I also agree, most of us in admissions know that prehealth institutional letters often will arrive later in August or September. My own analysis on this issue with one of my committees shows that our group did not adversely penalize those whose letters came later vs. those that came earlier.
That said, there are some adcoms that like to upset the prehealth advising community by imposing rather improper deadlines (before mid-July???!!!) on when they want those letter packets to be received. If there is anything you should learn about academia is that you can never impose a deadline on faculty unless you are offering a grant.
Unless you consider the penalty an adverse impact on students. Committees that prioritize their schedules over their students apparently do not.

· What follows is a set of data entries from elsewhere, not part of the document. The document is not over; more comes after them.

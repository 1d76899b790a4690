use std::time::Duration;

use reqwest::Client;

use crate::prelude::*;

/// Build a client with the fetch timeout.
pub fn try_new(timeout: Duration) -> Result<Client> {
    Ok(Client::builder().user_agent("pvtally").timeout(timeout).build()?)
}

Med school admissions really are a rat race today, and it is EXTREMELY SELFISH for committees to screw around with these letters all summer when admissions are rolling, there are more than two applicants for every seat, and the process begins more than two months before some of them get off their a$$es and push the letters out the door (end of June to end of August, or beyond). These letters should all be done, everywhere, by the end of May for people who make timely requests, if summer vacations are important. Otherwise, they should all be done before first AMCAS transmissions to schools take place at the end of June. Period.

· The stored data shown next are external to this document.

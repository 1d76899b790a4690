use chrono::{DateTime, Days, Local, NaiveDate, NaiveTime};

use crate::{core::sun::Coordinates, prelude::*, quantity::power::Watts};

#[derive(Copy, Clone, Debug, Eq, PartialEq)]
pub enum Mode {
    /// The inverter is generating: append to the live series.
    Daytime,

    /// Generation has stopped: close the day.
    EndOfDay,
}

/// Local time range in which the sun may plausibly be up.
#[derive(Copy, Clone, Debug, Eq, PartialEq)]
pub struct DaylightWindow {
    /// Inclusive.
    pub start: NaiveTime,

    /// Exclusive.
    pub end: NaiveTime,
}

impl Default for DaylightWindow {
    fn default() -> Self {
        Self {
            start: NaiveTime::from_hms_opt(4, 30, 0).unwrap_or(NaiveTime::MIN),
            end: NaiveTime::from_hms_opt(21, 30, 0).unwrap_or(NaiveTime::MIN),
        }
    }
}

impl DaylightWindow {
    pub fn try_new(start: NaiveTime, end: NaiveTime) -> Result<Self> {
        ensure!(start < end, "daylight window must start before it ends ({start}..{end})");
        Ok(Self { start, end })
    }

    #[must_use]
    pub fn contains(self, time: NaiveTime) -> bool {
        (self.start <= time) && (time < self.end)
    }
}

#[must_use]
#[derive(Copy, Clone, Debug, Eq, PartialEq)]
pub struct Classification {
    pub mode: Mode,

    /// The day the mode applies to.
    pub day: NaiveDate,
}

/// Decides whether a run appends a sample or closes a day.
#[derive(Copy, Clone)]
pub struct Classifier {
    /// Used when the location is unknown or the sun does not set.
    pub window: DaylightWindow,

    /// Derive the window from the sunrise and sunset instead.
    pub coordinates: Option<Coordinates>,

    /// Output at or below this is considered noise.
    pub noise_threshold: Watts,
}

impl Classifier {
    /// The day's window: from sunrise to sunset when the location is known.
    pub fn window_on(&self, day: NaiveDate) -> DaylightWindow {
        self.coordinates
            .and_then(|coordinates| coordinates.sun_times(day))
            .and_then(|sun| DaylightWindow::try_new(sun.sunrise.time(), sun.sunset.time()).ok())
            .unwrap_or(self.window)
    }

    pub fn classify(
        &self,
        now: DateTime<Local>,
        power: Option<Watts>,
        mode_override: Option<Mode>,
    ) -> Classification {
        let window = self.window_on(now.date_naive());
        let mode = mode_override.unwrap_or_else(|| {
            let is_generating = power.is_some_and(|power| power > self.noise_threshold);
            if is_generating || window.contains(now.time()) {
                Mode::Daytime
            } else {
                Mode::EndOfDay
            }
        });
        let day = match mode {
            Mode::Daytime => now.date_naive(),
            Mode::EndOfDay => closing_day(now, window),
        };
        Classification { mode, day }
    }
}

/// Before the window opens, the last generating day is yesterday.
fn closing_day(now: DateTime<Local>, window: DaylightWindow) -> NaiveDate {
    let today = now.date_naive();
    if now.time() < window.start {
        today.checked_sub_days(Days::new(1)).unwrap_or(today)
    } else {
        today
    }
}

No matter what anyone says, some people are absolutely adversely impacted by having to wait all summer before having their application reviewed by an adcom for no reason other than a committee doesn't want its summer vacation disturbed by the med school admissions process. Even if the polling of one of your committees indicates that they do not make any II decisions until all committee letters are received from all schools, which I am pretty sure would be absolutely BS, if anyone actually said that.

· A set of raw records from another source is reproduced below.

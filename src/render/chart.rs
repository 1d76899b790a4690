use std::{path::Path, sync::OnceLock};

use chrono::{DateTime, Local, NaiveDate, NaiveTime, TimeDelta};
use clap::crate_version;
use plotters::{
    prelude::*,
    style::{FontStyle, register_font},
};

use crate::{
    core::aggregator::DayState,
    prelude::*,
    quantity::power::Watts,
    settings::Settings,
};

const SIZE: (u32, u32) = (1600, 900);

const BACKGROUND: RGBColor = RGBColor(0x1F, 0x77, 0xB4);

/// Bar colours by 500 W bands, from yellow to red.
const BAND_COLORS: [RGBColor; 9] = [
    RGBColor(0xF0, 0xFF, 0x00),
    RGBColor(0xF1, 0xDF, 0x00),
    RGBColor(0xF3, 0xBF, 0x00),
    RGBColor(0xF5, 0x9F, 0x00),
    RGBColor(0xF7, 0x7F, 0x00),
    RGBColor(0xF9, 0x5F, 0x00),
    RGBColor(0xFB, 0x3F, 0x00),
    RGBColor(0xFD, 0x1F, 0x00),
    RGBColor(0xFF, 0x00, 0x00),
];

const BAND_WIDTH: Watts = Watts(500.0);

const STRING_COLORS: [RGBColor; 4] = [MAGENTA, BLUE, CYAN, GREEN];

#[derive(Copy, Clone, Debug)]
pub enum ChartKind {
    /// Updated by every daytime run.
    Live { current_power: Watts },

    /// Drawn once the day is closed.
    Summary,
}

static FONT: &[u8] = include_bytes!("../../assets/DejaVuSans.ttf");

/// Render the day as a PNG image at `path`.
#[instrument(skip_all, fields(day = %state.day(), kind = ?kind))]
pub fn render_chart(
    state: &DayState,
    settings: &Settings,
    kind: ChartKind,
    generated_at: DateTime<Local>,
    path: &Path,
) -> Result {
    register_fonts()?;

    let day = state.day();
    let window = settings.classifier().window_on(day);
    let x_range = at(day, window.start.min(settings.daylight.start))?
        ..at(day, window.end.max(settings.daylight.end))?;
    let scale = settings.chart;
    let title = title(state, settings, kind, generated_at);

    let root = BitMapBackend::new(path, SIZE).into_drawing_area();
    root.fill(&WHITE)?;

    let mut chart = ChartBuilder::on(&root)
        .caption(&title, ("sans-serif", 22))
        .margin(20)
        .x_label_area_size(70)
        .y_label_area_size(80)
        .build_cartesian_2d(x_range.clone(), scale.min.0..scale.max.0)?;
    chart.plotting_area().fill(&BACKGROUND)?;

    #[allow(clippy::cast_possible_truncation, clippy::cast_sign_loss)]
    let n_y_labels = ((scale.max.0 - scale.min.0) / scale.step.0).ceil().max(1.0) as usize + 1;
    #[allow(clippy::cast_sign_loss)]
    let n_x_labels = (x_range.end - x_range.start).num_hours().max(1) as usize + 1;
    chart
        .configure_mesh()
        .disable_x_mesh()
        .x_labels(n_x_labels)
        .y_labels(n_y_labels)
        .x_label_formatter(&|timestamp| timestamp.format("%H:%M").to_string())
        .y_label_formatter(&|watts| format!("{watts:.0}"))
        .x_desc(footer(day, settings))
        .y_desc("Generated electricity (W)")
        .bold_line_style(WHITE.mix(0.3))
        .light_line_style(TRANSPARENT)
        .label_style(("sans-serif", 14))
        .draw()?;

    chart.draw_series(state.series.samples().iter().map(|sample| {
        let top = sample.power.clamp(scale.min, scale.max);
        Rectangle::new(
            [(sample.timestamp, scale.min.0), (sample.timestamp + TimeDelta::minutes(1), top.0)],
            band_color(sample.power).filled(),
        )
    }))?;

    for (index, id) in state.strings.string_ids().into_iter().enumerate() {
        let color = STRING_COLORS[index % STRING_COLORS.len()];
        chart
            .draw_series(LineSeries::new(
                state
                    .strings
                    .rows()
                    .iter()
                    .filter_map(|row| row.power_of(id).map(|power| (row.timestamp, power.0))),
                color.stroke_width(2),
            ))?
            .label(settings.labels.string_name(id))
            .legend(move |(x, y)| PathElement::new(vec![(x, y), (x + 20, y)], color.stroke_width(2)));
    }
    if !state.strings.is_empty() {
        chart
            .configure_series_labels()
            .position(SeriesLabelPosition::UpperRight)
            .background_style(WHITE.mix(0.8))
            .border_style(BLACK)
            .label_font(("sans-serif", 14))
            .draw()?;
    }

    root.present()?;
    Ok(())
}

/// The bitmap backend has no system fonts to fall back to.
fn register_fonts() -> Result {
    static IS_REGISTERED: OnceLock<bool> = OnceLock::new();
    let is_registered = *IS_REGISTERED
        .get_or_init(|| register_font("sans-serif", FontStyle::Normal, FONT).is_ok());
    ensure!(is_registered, "the embedded font is not a valid TrueType font");
    Ok(())
}

fn footer(day: NaiveDate, settings: &Settings) -> String {
    let mut footer = format!(
        "{day}   pvtally {}   daylight window {}–{}",
        crate_version!(),
        settings.daylight.start.format("%H:%M"),
        settings.daylight.end.format("%H:%M"),
    );
    if let Some(sun) = settings.coordinates.and_then(|coordinates| coordinates.sun_times(day)) {
        footer.push_str(&format!(
            "   sunrise {}, sunset {}",
            sun.sunrise.format("%H:%M"),
            sun.sunset.format("%H:%M"),
        ));
    }
    footer
}

fn title(
    state: &DayState,
    settings: &Settings,
    kind: ChartKind,
    generated_at: DateTime<Local>,
) -> String {
    let labels = &settings.labels;
    let energy = state.series.energy();
    let value = energy * labels.value_per_kwh;
    let mut title = format!(
        "{} PV at {}: generated {:.2} kWh, {} {}{:.2}",
        labels.location,
        generated_at.format("%d/%m/%Y, %H:%M:%S"),
        energy.0,
        labels.value_label,
        labels.currency,
        value.0,
    );
    match kind {
        ChartKind::Live { current_power } => {
            title.push_str(&format!(", current output {:.0} W", current_power.0));
        }
        ChartKind::Summary => title.push_str(", daily summary"),
    }
    if settings.test_mode {
        title.insert_str(0, "[TEST] ");
    }
    title
}

fn band_color(power: Watts) -> RGBColor {
    #[allow(clippy::cast_possible_truncation, clippy::cast_sign_loss)]
    let band = (power.0 / BAND_WIDTH.0).floor().max(0.0) as usize;
    BAND_COLORS[band.min(BAND_COLORS.len() - 1)]
}

fn at(day: NaiveDate, time: NaiveTime) -> Result<DateTime<Local>> {
    day.and_time(time)
        .and_local_timezone(Local)
        .earliest()
        .with_context(|| format!("{day} {time} does not exist in the local time zone"))
}

#[cfg(test)]
mod tests {
    use std::fs;

    use chrono::TimeZone;

    use super::*;
    use crate::{
        core::{integrator::IntegrationMethod, reading::StringReading, sun::Coordinates},
        quantity::electric::{Amperes, Volts},
        settings::Paths,
    };

    fn state() -> DayState {
        let day = NaiveDate::from_ymd_opt(2026, 6, 1).unwrap();
        let mut state = DayState::new(day);
        for minute in 0..20 {
            let timestamp = at(day, NaiveTime::from_hms_opt(12, minute, 0).unwrap()).unwrap();
            let _ = state.series.push(
                timestamp,
                Watts(f64::from(minute) * 300.0),
                IntegrationMethod::Trapezoid,
            );
            let _ = state.strings.push(
                timestamp,
                vec![
                    StringReading::builder().id(1).current(Amperes(2.0)).voltage(Volts(400.0)).build(),
                    StringReading::builder().id(2).current(Amperes(1.0)).voltage(Volts(380.0)).build(),
                ],
            );
        }
        state
    }

    fn settings(test_mode: bool) -> Settings {
        Settings::builder().paths(Paths::single(".")).test_mode(test_mode).build()
    }

    const PNG_SIGNATURE: &[u8] = b"\x89PNG\r\n\x1a\n";

    #[test]
    fn summary_chart_ok() -> Result {
        let directory = tempfile::tempdir()?;
        let path = directory.path().join("2026-06-01.png");
        render_chart(&state(), &settings(false), ChartKind::Summary, Local::now(), &path)?;
        assert!(fs::read(&path)?.starts_with(PNG_SIGNATURE));
        Ok(())
    }

    #[test]
    fn live_chart_ok() -> Result {
        let directory = tempfile::tempdir()?;
        let path = directory.path().join("currentPwr.png");
        let kind = ChartKind::Live { current_power: Watts(5700.0) };
        render_chart(&state(), &settings(true), kind, Local::now(), &path)?;
        assert!(fs::read(&path)?.starts_with(PNG_SIGNATURE));
        Ok(())
    }

    #[test]
    fn empty_day_renders() -> Result {
        let directory = tempfile::tempdir()?;
        let path = directory.path().join("2026-06-01.png");
        let state = DayState::new(NaiveDate::from_ymd_opt(2026, 6, 1).unwrap());
        render_chart(&state, &settings(false), ChartKind::Summary, Local::now(), &path)?;
        assert!(fs::read(&path)?.starts_with(PNG_SIGNATURE));
        Ok(())
    }

    #[test]
    fn title_ok() {
        let generated_at = Local.with_ymd_and_hms(2026, 6, 1, 12, 30, 0).unwrap();
        let state = state();

        let summary = title(&state, &settings(false), ChartKind::Summary, generated_at);
        assert!(summary.starts_with("My House PV at 01/06/2026, 12:30:00: generated "), "{summary}");
        assert!(summary.contains("Saved £"), "{summary}");
        assert!(summary.ends_with(", daily summary"), "{summary}");

        let kind = ChartKind::Live { current_power: Watts(5700.0) };
        let live = title(&state, &settings(true), kind, generated_at);
        assert!(live.starts_with("[TEST] My House PV at"), "{live}");
        assert!(live.ends_with(", current output 5700 W"), "{live}");
    }

    #[test]
    fn footer_shows_sun_times() -> Result {
        let day = NaiveDate::from_ymd_opt(2026, 6, 21).unwrap();
        let fixed = footer(day, &settings(false));
        assert!(fixed.contains("daylight window 04:30–21:30"), "{fixed}");
        assert!(!fixed.contains("sunrise"), "{fixed}");

        let located = Settings {
            coordinates: Some(Coordinates::try_new(51.4769, 0.0)?),
            ..settings(false)
        };
        let with_sun = footer(day, &located);
        assert!(with_sun.contains("   sunrise "), "{with_sun}");
        assert!(with_sun.contains(", sunset "), "{with_sun}");
        Ok(())
    }

    #[test]
    fn band_color_ok() {
        assert_eq!(band_color(Watts(0.0)), BAND_COLORS[0]);
        assert_eq!(band_color(Watts(499.0)), BAND_COLORS[0]);
        assert_eq!(band_color(Watts(500.0)), BAND_COLORS[1]);
        assert_eq!(band_color(Watts(9000.0)), BAND_COLORS[8]);
    }
}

They are giving the PC answer to not ruffle any feathers, but any applicant who hustled to be complete early to be eligible for every possibly advantage in the rolling admission process should not have that taken away from them by a committee, or have to rely on hollow assurances from adcoms responding to inquiries from people like you that everyone has an equal shot right up until the last II is issued, because common sense dictates that is not true, anywhere.
Even though there are certainly spots available until there aren't, people who go to the adcom first have an advantage. I did far better with my earlier interviews than my later ones last cycle, and doubt I would have had as many interviews as I had if I was complete two months later than I was.